AbstractNext-generation sequencing of human genomes reveals millions of missense variants, some of which may lead to loss of protein function and ultimately disease. We here investigate missense variants in membrane proteins — key drivers in cell signaling and recognition. We find enrichment of pathogenic variants in the transmembrane region across 19,000 functionally classified variants in human membrane proteins. To accurately predict variant consequences, one fundamentally needs to understand the reasons for pathogenicity. A key mechanism underlying pathogenicity in missense variants of soluble proteins has been shown to be loss of stability. Membrane proteins though are widely understudied. We here interpret for the first time on a larger scale variant effects by performing structure-based estimations of changes in thermodynamic stability under the usage of a membrane-specific force-field and evolutionary conservation analyses of 15 transmembrane proteins. We find evidence for loss of stability being the cause of pathogenicity in more than half of the pathogenic variants, indicating that this is a driving factor also in membrane-protein-associated diseases. Our findings show how computational tools aid in gaining mechanistic insights into variant consequences for membrane proteins. To enable broader analyses of disease-related and population variants, we include variant mappings for the entire human proteome.SIGNIFICANCEGenome sequencing is revealing thousands of variants in each individual, some of which may increase disease risks.
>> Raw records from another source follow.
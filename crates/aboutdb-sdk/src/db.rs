//! The [`AboutDb`] facade.
//!
//! A write runs codec -> chunk allocator -> index engine -> register. Every
//! step that can fail runs before the first step that mutates visible state,
//! so a failed write leaves no trace except possibly unreferenced chunk bytes.

use aboutdb_index::{
    FieldWrite, InMemoryIndexBackend, IndexBackend, IndexDefinition, IndexEngine, Lookup,
};
use aboutdb_store::{codec, ChunkSet, Register, StoreError};
use aboutdb_types::{
    Document, FieldValue, Location, Pointer, ResolvedValue, Scalar, ID_FIELD, SCHEMA_FIELD,
};
use tracing::{debug, info};

use crate::config::{BackendKind, StoreConfig};
use crate::error::{SdkError, SdkResult};

/// Embedded object store.
///
/// Writers need `&mut self`; share an instance across threads behind a
/// `Mutex` so that each write commits before the next one starts.
pub struct AboutDb {
    config: StoreConfig,
    chunks: ChunkSet,
    register: Register,
    index: IndexEngine,
}

impl AboutDb {
    /// Open a store with default configuration and in-memory indexes.
    pub fn in_memory() -> SdkResult<Self> {
        Self::open(StoreConfig::default())
    }

    /// Open a store, building the index backend named by the config.
    pub fn open(config: StoreConfig) -> SdkResult<Self> {
        let backend = open_backend(&config.index_backend)?;
        Self::with_backend(config, backend)
    }

    /// Open a store over a caller-supplied index backend.
    pub fn with_backend(config: StoreConfig, backend: Box<dyn IndexBackend>) -> SdkResult<Self> {
        config.validate()?;
        let mut index = IndexEngine::new(backend);
        index.define(IndexDefinition::global(SCHEMA_FIELD))?;
        info!(
            chunk_capacity = config.chunk_capacity,
            backend = ?config.index_backend,
            "store opened"
        );
        Ok(Self {
            chunks: ChunkSet::new(config.chunk_capacity),
            register: Register::new(),
            index,
            config,
        })
    }

    pub fn config(&self) -> &StoreConfig {
        &self.config
    }

    /// The index engine, for inspecting definitions and their rows.
    pub fn index_engine(&self) -> &IndexEngine {
        &self.index
    }

    /// Number of chunks allocated so far.
    pub fn chunk_count(&self) -> usize {
        self.chunks.len()
    }

    /// Bytes appended to chunks, including bytes of overwritten values.
    pub fn bytes_used(&self) -> usize {
        self.chunks.bytes_used()
    }

    /// Live identities in sorted order.
    pub fn identities(&self) -> impl Iterator<Item = &str> {
        self.register.identities()
    }

    pub fn contains(&self, identity: &str) -> bool {
        self.register.contains(identity)
    }

    // ---- Index definitions ----

    /// Add a secondary index.
    ///
    /// With `backfill_on_define` set, values already stored are indexed as
    /// part of the definition. Returns the number of back-filled rows.
    pub fn define_index(&mut self, definition: IndexDefinition) -> SdkResult<usize> {
        if !self.config.backfill_on_define {
            self.index.define(definition)?;
            return Ok(0);
        }

        let field = definition.field().to_string();
        let mut existing = Vec::new();
        for (identity, fields) in self.register.iter() {
            let Some(location) = fields.get(&field) else {
                continue;
            };
            let Some(value) = self.stored_value(location)? else {
                continue;
            };
            existing.push((identity.to_string(), self.schema_of(identity)?, value));
        }
        let writes: Vec<FieldWrite<'_>> = existing
            .iter()
            .map(|(identity, schema, value)| FieldWrite {
                identity,
                schema: schema.as_deref(),
                field: &field,
                value,
            })
            .collect();
        Ok(self.index.define_with(definition, &writes)?)
    }

    // ---- Writes ----

    /// Store a value into a field, replacing any previous value.
    pub fn store(
        &mut self,
        identity: &str,
        field: &str,
        value: impl Into<FieldValue>,
    ) -> SdkResult<()> {
        let value = value.into();
        check_field(field)?;
        debug!(identity, field, ?value, "store");

        let encoded: Vec<_> = value
            .elements()
            .iter()
            .map(|element| (element.kind(), codec::encode(element)))
            .collect();
        for (_, bytes) in &encoded {
            self.chunks.check_fits(bytes.len())?;
        }

        let schema = if field == SCHEMA_FIELD {
            match &value {
                FieldValue::Scalar(s) => Some(scalar_text(s)),
                FieldValue::Multi(_) => {
                    return Err(StoreError::UnsupportedType(format!(
                        "{SCHEMA_FIELD} must be a single value"
                    ))
                    .into())
                }
            }
        } else {
            self.schema_of(identity)?
        };
        let rows = self.index.plan(&FieldWrite {
            identity,
            schema: schema.as_deref(),
            field,
            value: &value,
        })?;

        let mut pointers = Vec::with_capacity(encoded.len());
        for (kind, bytes) in &encoded {
            pointers.push(self.chunks.allocate(*kind, bytes)?);
        }
        self.index.commit(&rows)?;

        let location = match value {
            FieldValue::Scalar(_) => Location::Scalar(pointers[0]),
            FieldValue::Multi(_) => Location::Multi(pointers),
        };
        self.register.put(identity, field, location);
        Ok(())
    }

    /// Store a dynamically typed JSON value.
    ///
    /// Strings, 32-bit integers and arrays of those are accepted; anything
    /// else is rejected as an unsupported type before any state changes.
    pub fn store_json(
        &mut self,
        identity: &str,
        field: &str,
        value: &serde_json::Value,
    ) -> SdkResult<()> {
        let value = codec::field_value_from_json(value)?;
        self.store(identity, field, value)
    }

    /// Make a field refer to another object. No bytes are allocated.
    ///
    /// The target need not exist yet; it is resolved on read.
    pub fn link(&mut self, identity: &str, field: &str, target: &str) -> SdkResult<()> {
        check_field(field)?;
        if field == SCHEMA_FIELD {
            return Err(SdkError::ReservedField(field.to_string()));
        }
        debug!(identity, field, target, "link");
        self.register
            .put(identity, field, Location::Reference(target.to_string()));
        Ok(())
    }

    /// Remove an object. Its chunk bytes and index rows are left in place.
    pub fn delete(&mut self, identity: &str) -> SdkResult<()> {
        debug!(identity, "delete");
        self.register.delete(identity)?;
        Ok(())
    }

    // ---- Reads ----

    /// Read every field of an object, following links.
    ///
    /// The result also carries the implicit [`ID_FIELD`].
    pub fn get(&self, identity: &str) -> SdkResult<Document> {
        debug!(identity, "get");
        self.resolve_object(identity, &mut Vec::new())
    }

    /// Read a single field, following a link if the field holds one.
    pub fn get_field(&self, identity: &str, field: &str) -> SdkResult<ResolvedValue> {
        debug!(identity, field, "get field");
        let location = self.register.get_field(identity, field)?;
        let mut path = vec![identity.to_string()];
        self.resolve_location(location, &mut path)
    }

    /// Current schema of an object, if it has one.
    pub fn schema_of(&self, identity: &str) -> SdkResult<Option<String>> {
        let has_schema = self
            .register
            .get(identity)
            .map(|fields| fields.contains_key(SCHEMA_FIELD))
            .unwrap_or(false);
        if !has_schema {
            return Ok(None);
        }
        Ok(self
            .index
            .value_for(identity, SCHEMA_FIELD)?
            .map(|s| scalar_text(&s)))
    }

    /// Identities of `schema` objects whose index `name` holds `value`.
    ///
    /// Unindexed fields yield an empty lookup.
    pub fn lookup(&self, schema: &str, name: &str, value: impl Into<Scalar>) -> SdkResult<Lookup> {
        Ok(self.index.lookup(Some(schema), name, &value.into())?)
    }

    /// Like [`lookup`](Self::lookup), against schema-independent indexes.
    pub fn lookup_any(&self, name: &str, value: impl Into<Scalar>) -> SdkResult<Lookup> {
        Ok(self.index.lookup(None, name, &value.into())?)
    }

    // ---- Resolution ----

    fn resolve_object(&self, identity: &str, path: &mut Vec<String>) -> SdkResult<Document> {
        if path.iter().any(|seen| seen == identity) || path.len() >= self.config.max_link_depth {
            let mut path = path.clone();
            path.push(identity.to_string());
            return Err(SdkError::CyclicReference { path });
        }
        let fields = self.register.get(identity)?;

        path.push(identity.to_string());
        let mut document = Document::new(identity);
        for (field, location) in fields {
            document.insert(field.clone(), self.resolve_location(location, path)?);
        }
        path.pop();
        Ok(document)
    }

    fn resolve_location(
        &self,
        location: &Location,
        path: &mut Vec<String>,
    ) -> SdkResult<ResolvedValue> {
        match location {
            Location::Scalar(pointer) => Ok(ResolvedValue::Scalar(self.read_scalar(pointer)?)),
            Location::Multi(pointers) => pointers
                .iter()
                .map(|p| self.read_scalar(p))
                .collect::<SdkResult<Vec<_>>>()
                .map(ResolvedValue::Multi),
            Location::Reference(target) => {
                self.resolve_object(target, path).map(ResolvedValue::Object)
            }
        }
    }

    fn read_scalar(&self, pointer: &Pointer) -> SdkResult<Scalar> {
        let bytes = self.chunks.read(pointer)?;
        Ok(codec::decode(pointer.kind, bytes)?)
    }

    /// Decode a stored location back into the value that was written.
    /// References have no stored value.
    fn stored_value(&self, location: &Location) -> SdkResult<Option<FieldValue>> {
        Ok(match location {
            Location::Scalar(p) => Some(FieldValue::Scalar(self.read_scalar(p)?)),
            Location::Multi(ps) => Some(FieldValue::Multi(
                ps.iter()
                    .map(|p| self.read_scalar(p))
                    .collect::<SdkResult<_>>()?,
            )),
            Location::Reference(_) => None,
        })
    }
}

impl std::fmt::Debug for AboutDb {
    fn fmt(&self, f: &mut std::fmt::Formatter<'_>) -> std::fmt::Result {
        f.debug_struct("AboutDb")
            .field("objects", &self.register.len())
            .field("chunks", &self.chunks.len())
            .field("bytes_used", &self.chunks.bytes_used())
            .field("indexes", &self.index.definitions().len())
            .finish()
    }
}

fn check_field(field: &str) -> SdkResult<()> {
    if field == ID_FIELD {
        return Err(SdkError::ReservedField(field.to_string()));
    }
    Ok(())
}

fn scalar_text(value: &Scalar) -> String {
    match value {
        Scalar::Text(s) => s.clone(),
        Scalar::Integer(i) => i.to_string(),
    }
}

fn open_backend(kind: &BackendKind) -> SdkResult<Box<dyn IndexBackend>> {
    match kind {
        BackendKind::Memory => Ok(Box::new(InMemoryIndexBackend::new())),
        #[cfg(feature = "sqlite")]
        BackendKind::Sqlite { path } => {
            let backend = match path {
                Some(path) => aboutdb_index::SqliteIndexBackend::open(path)?,
                None => aboutdb_index::SqliteIndexBackend::open_in_memory()?,
            };
            Ok(Box::new(backend))
        }
        #[cfg(not(feature = "sqlite"))]
        BackendKind::Sqlite { .. } => Err(SdkError::Config(
            "sqlite index backend requires the `sqlite` feature".into(),
        )),
    }
}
In soluble proteins, stability calculations have successfully been used to identify variants that are likely pathogenic due to loss of protein stability and subsequent degradation. This knowledge opens up potential treatment avenues. Membrane proteins form about 25% of the human proteome and are key to cellular function, however calculations for disease-associated variants have not systematically been tested on them. Here we present a new protocol for stability calculations on membrane proteins under the usage of a membrane specific force-field and its proof-of-principle application on 15 proteins with disease-associated variants. We integrate stability calculations with evolutionary sequence analysis, allowing us to separate variants where loss of stability is the most likely mechanism from those where other protein properties such as ligand binding are affected.